_ABOUT THIS EXERCISE_
Lines from the start of the data through the line containing "are not copied." must be given again exactly. Leave the others out.

_DATA EXTRACT_
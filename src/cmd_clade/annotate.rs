use super::utils;
use clade::libs::metadata::{taxon_key, MetadataIndex};
use clade::libs::phylo::{AttrValue, TreeError};
use clap::*;
use std::collections::HashSet;

// Create clap subcommand arguments
pub fn make_subcommand() -> Command {
    let cmd = Command::new("annotate")
        .about("Copy metadata columns onto tips")
        .after_help(
            r###"
Looks up every tip in a metadata table and stores the requested columns
as tip attributes. The attributes are written as NHX comments, or as
BEAST comments with `--format nexus`.

Notes:
* The table is CSV for `.csv` files and TSV otherwise, with a header row.
* Tips are matched on the `--index` column. `--field` picks one field of
  the tip name, split on `--delimiter`, as the key.
* Numeric cells become numbers; everything else is kept as text.
* Empty cells are not copied.
* `--label COL` appends the value of COL to the tip name, after
  `--delimiter`. Several `--label` columns are appended in order.
* `--replace` clears the existing tip attributes first, and makes
  `--label` replace the tip name instead of extending it.
* Renamed tips must stay unique.
* A tip without a metadata record stops the command, unless
  `--ignore-missing` is set; then it is left alone and counted.

Examples:
1. Attach lineages:
   clade annotate tree.nwk metadata.csv --attr lineage

2. Keys are the second field of `name|EPI_ISL_1|2021-01-01`:
   clade annotate tree.nwk meta.tsv --index accession --field 2 \
       --attr lineage --attr country

3. Tip names become `<sample>|<country>`:
   clade annotate tree.nwk metadata.csv --replace --label sample --label country

"###,
        )
        .arg(
            Arg::new("infile")
                .required(true)
                .num_args(1)
                .index(1)
                .help("Input filename. [stdin] for standard input"),
        )
        .arg(
            Arg::new("metadata")
                .required(true)
                .num_args(1)
                .index(2)
                .help("Metadata table, CSV or TSV"),
        )
        .arg(
            Arg::new("attr")
                .long("attr")
                .short('a')
                .num_args(1)
                .action(ArgAction::Append)
                .help("Column to copy onto tips. Default is every column but the index"),
        )
        .arg(
            Arg::new("label")
                .long("label")
                .num_args(1)
                .action(ArgAction::Append)
                .help("Column to add to tip names"),
        )
        .arg(
            Arg::new("replace")
                .long("replace")
                .action(ArgAction::SetTrue)
                .help("Replace existing tip attributes and names"),
        )
        .arg(utils::arg_ignore_missing());

    utils::args_metadata(cmd)
        .arg(utils::arg_format())
        .arg(
            Arg::new("outfile")
                .short('o')
                .long("outfile")
                .num_args(1)
                .default_value("stdout")
                .help("Output filename. [stdout] for screen"),
        )
}

// command implementation
pub fn execute(args: &ArgMatches) -> anyhow::Result<()> {
    //----------------------------
    // Args
    //----------------------------
    let mut writer = intspan::writer(args.get_one::<String>("outfile").unwrap());
    let infile = args.get_one::<String>("infile").unwrap();
    let format = utils::output_format(args)?;

    let table = utils::load_table(args.get_one::<String>("metadata").unwrap(), args)?;

    let attrs: Vec<String> = match args.get_many::<String>("attr") {
        Some(values) => values.cloned().collect(),
        None => table
            .columns()
            .iter()
            .filter(|c| *c != table.index_column())
            .cloned()
            .collect(),
    };
    for attr in &attrs {
        if !table.columns().contains(attr) {
            return Err(anyhow::anyhow!("Column, {}, not found in metadata", attr));
        }
    }

    let labels: Vec<String> = match args.get_many::<String>("label") {
        Some(values) => values.cloned().collect(),
        None => Vec::new(),
    };
    for label in &labels {
        if !table.columns().contains(label) {
            return Err(anyhow::anyhow!("Column, {}, not found in metadata", label));
        }
    }

    let is_replace = args.get_flag("replace");
    let is_ignore = args.get_flag("ignore_missing");
    let field = *args.get_one::<usize>("field").unwrap();
    let delimiter = *args.get_one::<char>("delimiter").unwrap();

    //----------------------------
    // Operating
    //----------------------------
    let mut trees = utils::read_trees(infile)?;
    for tree in trees.iter_mut() {
        if is_replace {
            for id in tree.get_leaves() {
                tree.node_mut(id)?.attributes.clear();
            }
        }

        let mut unmatched = 0;
        let mut renames = Vec::new();
        for id in tree.get_leaves() {
            let name = match tree.get_node(id).and_then(|n| n.name.clone()) {
                Some(name) => name,
                None => continue,
            };
            let key = taxon_key(&name, field, delimiter).unwrap_or_default();
            let record = match table.lookup(key) {
                Some(record) => record,
                None if is_ignore => {
                    unmatched += 1;
                    continue;
                }
                None => {
                    return Err(anyhow::anyhow!(
                        "Tip index, {}, not found in metadata table",
                        key
                    ))
                }
            };

            let node = tree.node_mut(id)?;
            for attr in &attrs {
                if let Some(value) = record.get(attr) {
                    node.set_attribute(attr.as_str(), AttrValue::parse(value));
                }
            }

            if !labels.is_empty() {
                let mut parts: Vec<&str> = Vec::new();
                if !is_replace {
                    parts.push(&name);
                }
                parts.extend(labels.iter().map(|l| record.get(l).unwrap_or_default()));
                renames.push((id, parts.join(&delimiter.to_string())));
            }
        }

        if unmatched > 0 {
            log::warn!("{} tip(s) have no metadata record", unmatched);
        }

        // Checked in full before any tip is renamed
        let renamed: HashSet<_> = renames.iter().map(|(id, _)| *id).collect();
        let mut taken: HashSet<String> = tree
            .get_leaves()
            .into_iter()
            .filter(|id| !renamed.contains(id))
            .filter_map(|id| tree.get_node(id).and_then(|n| n.name.clone()))
            .collect();
        for (_, new_name) in &renames {
            if !taken.insert(new_name.clone()) {
                return Err(TreeError::DuplicateTaxon(new_name.clone()).into());
            }
        }
        for (id, new_name) in renames {
            tree.node_mut(id)?.set_name(&new_name);
        }
    }

    //----------------------------
    // Output
    //----------------------------
    utils::write_trees(&mut writer, &trees, format)?;

    Ok(())
}
use super::query;
use super::Tree;
use crate::libs::phylo::error::{MissingPolicy, TreeError};
use crate::libs::phylo::node::NodeId;
use std::collections::{BTreeMap, HashMap, HashSet};

/// Link without validation. Callers guarantee `id` is parentless and that no
/// cycle can form, e.g. when copying nodes into a fresh tree top-down.
pub(crate) fn link(tree: &mut Tree, id: NodeId, parent_id: NodeId) {
    tree.nodes[id].parent = Some(parent_id);
    tree.nodes[parent_id].children.push(id);
}

fn sum_lengths(a: Option<f64>, b: Option<f64>) -> Option<f64> {
    match (a, b) {
        (Some(p), Some(c)) => Some(p + c),
        (Some(p), None) => Some(p),
        (None, Some(c)) => Some(c),
        (None, None) => None,
    }
}

/// Append `id` to the children of `parent_id`.
///
/// # Errors
/// * `Cycle` if `parent_id` is `id` or one of its descendants
/// * `AlreadyAttached` if `id` still hangs under another node
pub fn attach(tree: &mut Tree, id: NodeId, parent_id: NodeId) -> Result<(), TreeError> {
    tree.node(id)?;
    tree.node(parent_id)?;

    if query::is_descendant(tree, parent_id, id) {
        return Err(TreeError::Cycle {
            node: id,
            parent: parent_id,
        });
    }
    if let Some(old_parent) = tree.nodes[id].parent {
        return Err(TreeError::AlreadyAttached {
            node: id,
            parent: old_parent,
        });
    }
    if tree.root == Some(id) {
        return Err(TreeError::LogicError(format!(
            "Cannot attach root node {}",
            id
        )));
    }

    link(tree, id, parent_id);
    Ok(())
}

/// Remove `id` from its parent's children. The node keeps its own subtree.
pub fn detach(tree: &mut Tree, id: NodeId) -> Result<(), TreeError> {
    tree.node(id)?;
    if tree.root == Some(id) {
        return Err(TreeError::RootDetach(id));
    }

    if let Some(parent_id) = tree.nodes[id].parent.take() {
        tree.nodes[parent_id].children.retain(|&c| c != id);
    }
    Ok(())
}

_REPLY_
filename src/cmd_clade/annotate.rs
use super::utils;
use clade::libs::metadata::{taxon_key, MetadataIndex};
use clade::libs::phylo::{AttrValue, TreeError};
use clap::*;
use std::collections::HashSet;

// Create clap subcommand arguments
pub fn make_subcommand() -> Command {
    let cmd = Command::new("annotate")
        .about("Copy metadata columns onto tips")
        .after_help(
            r###"
Looks up every tip in a metadata table and stores the requested columns
as tip attributes. The attributes are written as NHX comments, or as
BEAST comments with `--format nexus`.

Notes:
* The table is CSV for `.csv` files and TSV otherwise, with a header row.
* Tips are matched on the `--index` column. `--field` picks one field of
  the tip name, split on `--delimiter`, as the key.
* Numeric cells become numbers; everything else is kept as text.
* Empty cells are not copied.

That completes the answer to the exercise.